No German political figure has been a more painful thorn for allies and adversaries alike in the past year than Sahra Wagenknecht. A former parliamentary leader for the socialist Left Party and still one of its dwindling number of MPs, Wagenknecht has grown into a source of bitterness among her colleagues, who have grown tired of the endless media attention she receives and her defiance of party discipline. While the Left Party’s polling figures have dipped below 5%, Wagenknecht’s popularity has surged, and the Left Party has made her an ultimatum to “clarify” her position on her own party soon.
Speculation has been mounting for months that Wagenknecht may start her own political party, not least after a startling opinion poll released in late July by the Civey research institute suggested that 20% of Germans could “imagine in principle” voting for a hypothetical party led by the left-wing politician.
Already a regular on German political talk shows, Wagenknecht’s public profile exploded last year when she became the leader of a “peace campaign” demanding that the West stop arming Ukraine to defend itself against Russia. Elsewhere, Wagenknecht has criticized her own party leadership for pandering to what she calls “lifestyle leftists,” whose policies of inclusion for marginalized communities, she argues, are marginalizing the Left Party’s core voters.
The Wagenknecht phenomenon — A threat to the far-right
Though her party does not even exist yet, Wagenknecht has grown particularly popular in eastern Germany, and a Thuringia poll by the Insa institute in July found that Wagenknecht’s still non-existent party could potentially win an election in her home state – with 25% of the vote, three points ahead of the far-right Alternative for Germany (AfD) in second place. Perhaps it is no coincidence that, in the aftermath of her “rally for peace” in February, Thuringia’s AfD leader Björn Höcke — himself no stranger to provocation — invited Wagenknecht to defect to the far-right AfD.
This, according to fellow Left Party MP and former Wagenknecht staffer Christian Leye, proves that the AfD, currently surging in the polls, fears her more than anyone else in the German political landscape. “Many people rightly feel that the government is not making policies for working people: everything is getting more and more expensive, war and sanctions policies have fueled inflation, and public infrastructure is in terrible shape,” Leye told DW. “For all those who are rightly dissatisfied, Sahra Wagenknecht could become a social and peace policy choice. And that is bitterly necessary at the moment, precisely because we must not leave the field open to a party like the AfD!”
Leye’s analysis gets some support from the work of Sarah Wagner, a postdoctoral researcher in political science at Mannheim University who has studied the Wagenknecht phenomenon. Her popularity, Wagner has found, rivals that of AfD leaders even among supporters of the far-right party itself.

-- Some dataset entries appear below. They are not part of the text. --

//! Transactional key/value store shared by all connections.
//!
//! The store keeps committed state in memory behind a single read/write lock.
//! At most one transaction is open at a time across the whole store. While a
//! transaction is open, `put` and `delete` are buffered and only become visible
//! on `commit`. Reads always see committed state, including reads made by the
//! caller that opened the transaction.
//!
//! # Example
//!
//! ```no_run
//! use hammer_gateway::store::TransactionalStore;
//!
//! let store = TransactionalStore::new("data/memdb.json");
//! store.load()?;
//!
//! store.begin_transaction()?;
//! store.put("greeting", "hello");
//! assert_eq!(store.get("greeting"), None);
//! store.commit()?;
//! assert_eq!(store.get("greeting").as_deref(), Some("hello"));
//!
//! store.persist()?;
//! # Ok::<(), hammer_gateway::error::StoreError>(())
//! ```

mod snapshot;

use std::collections::HashMap;
use std::path::{Path, PathBuf};
use std::sync::{Mutex, PoisonError, RwLock, RwLockReadGuard, RwLockWriteGuard};

use serde::{Deserialize, Serialize};
use tracing::{debug, info};

use crate::error::StoreError;

/// A stored value.
#[derive(Debug, Clone, PartialEq, Eq, Serialize, Deserialize)]
pub struct StoreItem {
    #[serde(rename = "Value")]
    pub value: String,
}

/// Buffered write inside an open transaction.
#[derive(Debug, Clone)]
enum PendingWrite {
    Put(StoreItem),
    Tombstone,
}

#[derive(Debug, Default)]
struct Transaction {
    pending: HashMap<String, PendingWrite>,
}

#[derive(Debug, Default)]
struct StoreState {
    committed: HashMap<String, StoreItem>,
    transaction: Option<Transaction>,
}

impl StoreState {
    fn write(&mut self, key: &str, write: PendingWrite) {
        if let Some(tx) = self.transaction.as_mut() {
            tx.pending.insert(key.to_string(), write);
            return;
        }
        match write {
            PendingWrite::Put(item) => {
                self.committed.insert(key.to_string(), item);
            }
            PendingWrite::Tombstone => {
                self.committed.remove(key);
            }
        }
    }
}

/// In-memory string store with store-wide transactions and snapshot persistence.
#[derive(Debug)]
pub struct TransactionalStore {
    state: RwLock<StoreState>,
    /// Held from encode through rename so snapshots land in the order they were taken.
    persist_lock: Mutex<()>,
    snapshot_path: PathBuf,
}

impl TransactionalStore {
    /// Create an empty store that persists to `snapshot_path`.
    pub fn new(snapshot_path: impl Into<PathBuf>) -> Self {
        Self {
            state: RwLock::new(StoreState::default()),
            persist_lock: Mutex::new(()),
            snapshot_path: snapshot_path.into(),
        }
    }

    /// Path of the snapshot file.
    pub fn snapshot_path(&self) -> &Path {
        &self.snapshot_path
    }

    fn read_state(&self) -> RwLockReadGuard<'_, StoreState> {
        self.state.read().unwrap_or_else(PoisonError::into_inner)
    }

    fn write_state(&self) -> RwLockWriteGuard<'_, StoreState> {
        self.state.write().unwrap_or_else(PoisonError::into_inner)
    }

    /// Committed value for `key`. Never observes buffered transaction writes.
    pub fn get(&self, key: &str) -> Option<String> {
        let value = self.read_state().committed.get(key).map(|item| item.value.clone());
        if value.is_none() {
            debug!("Key not found: {}", key);
        }
        value
    }

    /// Set `key`, buffered if a transaction is open.
    pub fn put(&self, key: &str, value: impl Into<String>) {
        let item = StoreItem {
            value: value.into(),
        };
        self.write_state().write(key, PendingWrite::Put(item));
    }

    /// Remove `key`, buffered as a tombstone if a transaction is open.
    pub fn delete(&self, key: &str) {
        self.write_state().write(key, PendingWrite::Tombstone);
    }

    /// Number of committed keys.
    pub fn len(&self) -> usize {
        self.read_state().committed.len()
    }

    /// True if no keys are committed.
    pub fn is_empty(&self) -> bool {
        self.len() == 0
    }

    /// True while a transaction is open.
    pub fn in_transaction(&self) -> bool {
        self.read_state().transaction.is_some()
    }

    /// Open the store-wide transaction.
    ///
    /// Fails with `AlreadyInProgress` if one is open; the open transaction's
    /// buffer is left untouched.
    pub fn begin_transaction(&self) -> Result<(), StoreError> {
        let mut state = self.write_state();
        if state.transaction.is_some() {
            return Err(StoreError::AlreadyInProgress);
        }
        state.transaction = Some(Transaction::default());
        debug!("Transaction started");
        Ok(())
    }

    /// Apply every buffered write to committed state in one step and close
    /// the transaction.
    pub fn commit(&self) -> Result<(), StoreError> {
        let mut state = self.write_state();
        let tx = state
            .transaction
            .take()
            .ok_or(StoreError::NoActiveTransaction)?;

        let applied = tx.pending.len();
        for (key, write) in tx.pending {
            match write {
                PendingWrite::Put(item) => {
                    state.committed.insert(key, item);
                }
                PendingWrite::Tombstone => {
                    state.committed.remove(&key);
                }
            }
        }
        debug!("Transaction committed ({} writes)", applied);
        Ok(())
    }

    /// Discard the buffered writes. Safe to call with no open transaction.
    pub fn rollback(&self) {
        if let Some(tx) = self.write_state().transaction.take() {
            debug!("Transaction rolled back ({} writes discarded)", tx.pending.len());
        }
    }

    /// Write the committed state to the snapshot file, replacing any previous one.
    ///
    /// Blocks until the file is synced. Concurrent calls are serialised, so
    /// the file on disk always holds the most recent snapshot taken. Readers
    /// and writers are only held off while the state is encoded.
    pub fn persist(&self) -> Result<(), StoreError> {
        let _persisting = self
            .persist_lock
            .lock()
            .unwrap_or_else(PoisonError::into_inner);
        let bytes = {
            let state = self.read_state();
            snapshot::encode(&state.committed)?
        };
        snapshot::write_atomic(&self.snapshot_path, &bytes)
    }

    /// Replace committed state with the snapshot file's contents.
    ///
    /// A missing or empty snapshot yields an empty store.
    pub fn load(&self) -> Result<(), StoreError> {
        let items = snapshot::read(&self.snapshot_path)?;
        let count = items.len();
        self.write_state().committed = items;
        info!(
            "Loaded {} keys from {}",
            count,
            self.snapshot_path.display()
        );
        Ok(())
    }
}

#[cfg(test)]
mod tests {
    use super::*;
    use std::sync::{Arc, Barrier};
    use tempfile::TempDir;

    fn store() -> TransactionalStore {
        TransactionalStore::new("unused.json")
    }

    #[test]
    fn test_put_get_delete() {
        let store = store();
        store.put("k", "v");
        assert_eq!(store.get("k").as_deref(), Some("v"));

        store.delete("k");
        assert_eq!(store.get("k"), None);
        assert!(store.is_empty());
    }

    #[test]
    fn test_transaction_isolation() {
        let store = store();
        store.put("k", "v1");

        store.begin_transaction().unwrap();
        store.put("k", "v2");
        store.put("fresh", "x");
        assert_eq!(store.get("k").as_deref(), Some("v1"));
        assert_eq!(store.get("fresh"), None);

        store.commit().unwrap();
        assert_eq!(store.get("k").as_deref(), Some("v2"));
        assert_eq!(store.get("fresh").as_deref(), Some("x"));
        assert!(!store.in_transaction());
    }

    #[test]
    fn test_delete_in_transaction_is_tombstone() {
        let store = store();
        store.put("k", "v");

        store.begin_transaction().unwrap();
        store.delete("k");
        assert_eq!(store.get("k").as_deref(), Some("v"));

        store.commit().unwrap();
        assert_eq!(store.get("k"), None);
    }

    #[test]
    fn test_rollback_restores_pre_transaction_state() {
        let store = store();
        store.put("a", "1");
        store.put("b", "2");

        store.begin_transaction().unwrap();
        store.put("a", "changed");
        store.delete("b");
        store.put("c", "3");
        store.rollback();

        assert_eq!(store.get("a").as_deref(), Some("1"));
        assert_eq!(store.get("b").as_deref(), Some("2"));
        assert_eq!(store.get("c"), None);
        assert_eq!(store.len(), 2);

        // Writes after rollback apply directly.
        store.put("c", "3");
        assert_eq!(store.get("c").as_deref(), Some("3"));
    }

    #[test]
    fn test_rollback_without_transaction_is_noop() {
        let store = store();
        store.put("k", "v");
        store.rollback();
        assert_eq!(store.get("k").as_deref(), Some("v"));
    }

    #[test]
    fn test_double_begin_keeps_first_buffer() {
        let store = store();
        store.begin_transaction().unwrap();
        store.put("k", "buffered");

        assert!(matches!(
            store.begin_transaction(),
            Err(StoreError::AlreadyInProgress)
        ));

        store.commit().unwrap();
        assert_eq!(store.get("k").as_deref(), Some("buffered"));
    }

    #[test]
    fn test_commit_without_transaction() {
        let store = store();
        assert!(matches!(store.commit(), Err(StoreError::NoActiveTransaction)));
    }

    #[test]
    fn test_persist_and_load_roundtrip() {
        let dir = TempDir::new().unwrap();
        let path = dir.path().join("memdb.json");

        let store = TransactionalStore::new(&path);
        store.put("a", "1");
        store.put("b", "2");
        store.begin_transaction().unwrap();
        store.put("uncommitted", "x");
        store.persist().unwrap();

        let restored = TransactionalStore::new(&path);
        restored.put("stale", "gone");
        restored.load().unwrap();

        assert_eq!(restored.get("a").as_deref(), Some("1"));
        assert_eq!(restored.get("b").as_deref(), Some("2"));
        assert_eq!(restored.get("uncommitted"), None);
        assert_eq!(restored.get("stale"), None);
    }

    #[test]
    fn test_load_missing_snapshot_is_empty() {
        let dir = TempDir::new().unwrap();
        let store = TransactionalStore::new(dir.path().join("none.json"));
        store.load().unwrap();
        assert!(store.is_empty());
    }

    #[test]
    fn test_concurrent_readers_never_see_partial_commit() {
        let store = Arc::new(store());
        store.put("a", "0");
        store.put("b", "0");
        let start = Arc::new(Barrier::new(2));

        let reader = {
            let store = store.clone();
            let start = start.clone();
            std::thread::spawn(move || {
                start.wait();
                // Spin until the commit lands; `b` can never revert, so
                // reading it after `a` is enough.
                loop {
                    let a = store.get("a");
                    let b = store.get("b");
                    match a.as_deref() {
                        Some("1") => {
                            assert_eq!(b.as_deref(), Some("1"));
                            return;
                        }
                        other => assert_eq!(other, Some("0")),
                    }
                }
            })
        };

        store.begin_transaction().unwrap();
        store.put("b", "1");
        store.put("a", "1");
        start.wait();
        store.commit().unwrap();

        reader.join().unwrap();
    }

    #[test]
    fn test_concurrent_persists_keep_latest_snapshot() {
        let dir = TempDir::new().unwrap();
        let path = dir.path().join("memdb.json");

        for round in 0..5 {
            let store = Arc::new(TransactionalStore::new(&path));
            let start = Arc::new(Barrier::new(8));

            let workers: Vec<_> = (0..8)
                .map(|i| {
                    let store = store.clone();
                    let start = start.clone();
                    std::thread::spawn(move || {
                        start.wait();
                        store.put(&format!("k{i}"), i.to_string());
                        store.persist().unwrap();
                    })
                })
                .collect();
            for worker in workers {
                worker.join().unwrap();
            }

            let restored = TransactionalStore::new(&path);
            restored.load().unwrap();
            assert_eq!(restored.len(), 8, "round {round}");
        }
    }
}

“What we’re seeing is that the immigration issue is very strongly associated with Wagenknecht,” Wagner told DW. “Nevertheless, her potential is not limited to people who are critical of immigration, she is also getting support from people who are generally conservative — for example, people who are critical of climate protection, or against the rights of LGBTQI communities.”
Wagner says that much of the AfD’s current support is not particularly committed, and so could be won over. “They are voters who are dissatisfied with democracy, who are conservative, and while many of them might not feel necessarily comfortable voting for the AfD, they don’t see any other party they could vote for,” she said.
Conservative society plus socialist economy?
Analysts have observed that Wagenknecht is offering something that has never been seen before in Germany: Conservative social values allied with socialist economic values. “We can’t really say exactly how many people align themselves with left-conservative values,” Wagner said. “But what we can say is that it’s a significant group. We have never seen this combination in a party in Germany before.”
The closest analogy to a hypothetical Wagenknecht party internationally might be the Socialist Party (SP) in the Netherlands, which has occasionally taken a tougher line on immigration, or the Communist Party of Greece (KKE), which voted against a bill institutionalizing same-sex marriage.
Wagner’s study found that the potential for a Wagenknecht party was mainly in eastern Germany, but otherwise, she said, there was no clear demographic that she appealed to: Wagenknecht’s supporters are not especially young or old, or male or female, or from a particular class. That is a potentially rich seam to mine in Germany.
Wagenknecht’s future — a break from her past
Wagenknecht has said that she would not make a decision on her next move until the end of this year. If she did found a new party and took a splinter group of the Left Party’s parliamentarians, members and supporters with her, the move would potentially leave the party to which she owes her political career in ruins.
It would also be a momentous departure for Wagenknecht personally. Born in 1969 to a German mother and an Iranian father in Jena, Thuringia, when it was part of the communist German Democratic Republic, Wagenknecht has spent virtually her entire adult life in the party now called the Left Party, including its original iteration, the Social Unity Party of Germany (SED), which governed East Germany.
Whether she decides to break away or not, analysts have already been mapping out Wagenknecht’s battle plan: A run in next spring’s European election to test the ground, followed by full-blown campaigns in three eastern German states in fall 2024: Brandenburg, Saxony, and Thuringia. Much of Germany’s political future could depend on her decision.